Castelfranco in Miscano non arriva a contare i mille abitanti. A circa 3 chilometri dal suo centro storico vi è l’ex feudo di San Eleuterio, dove era il vicus romano di Aequum Tuticum, all’incrocio fra le antiche vie Aemilia, Minucia, Traiana ed Herculea, lungo il confine con Ariano Irpino. La città osca risaliva al periodo dei Romani, ed era protetta da un arco di transito chiamato janus quadrifrons. Il centro abitato è circondato da lunghe distese di campagne pianeggianti, e il tratturello Volturara – Castelfranco, lambito dal tratturello Camporeale – Foggia, mettevano in collegamento Puglia, Irpinia e Sannio. Edifici e strutture in pietra caratterizzano il suo centro antico.

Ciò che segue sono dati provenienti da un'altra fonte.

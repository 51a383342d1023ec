pub mod settings_persistence;
pub mod time;

pub use settings_persistence::{
    auto_save_app_settings, get_settings_file_path, load_app_settings, save_app_settings,
};
pub use time::{LogClock, format_duration, parse_time_of_day};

Sono due le aree naturali degne di nota: le Bolle della Malvizza, il più vasto complesso di vulcanetti di fango dell’Appennino meridionale, e il Bosco di Castelfranco, sottoposto a tutela SIC, Sito di Interesse Comunitario, nel cui margine settentrionale è presente e viva una sorgente di acqua sulfurea. Prodotto tipico è Il caciocavallo vaccino PAT, ottenuto da latte di mucche di razza Bruna alimentate con foraggi di produzione locale. Il Fortore, territorio isolato, tra i suoi piatti poveri, che sapientemente conserva, preserva la naturalezza e la genuinità. Ancora più piccolo, per numero di abitanti ma non per estensione territoriale, il borgo di Ginestra degli Schiavoni, nella valle media del Miscano. Interessante è il sentiero sito alla località Costa, recuperato di recente, che si sviluppa per una lunghezza di 650 metri circa e, partendo dalla zona abitata, collega i fontanili presenti nell’area. Questo sentiero era molto utilizzato da pastori, agricoltori e allevatori per raggiungere il centro del paese. Negli ultimi anni è stata realizzata una strada interpoderale . È questo un territorio prettamente vocato alla pastorizia, alle attività agricole, zootecniche e forestali. Ma non solo. Il territorio di Ginestra è piuttosto caratterizzato dall’insediamento di parchi eolici e centrali fotovoltaiche. Renewable Energies Museum (R.E.M.) è una mostra permanente che permette di scoprire e conoscere le principali risorse naturali locali: non solo vento, ma anche acqua, sole e la rigogliosa vegetazione, per un percorso atto a percorrere la buona pratica della sostenibilità ambientale. La Chiesa Madre e la Cappella di Sant’Antonio sono dei punti di interesse.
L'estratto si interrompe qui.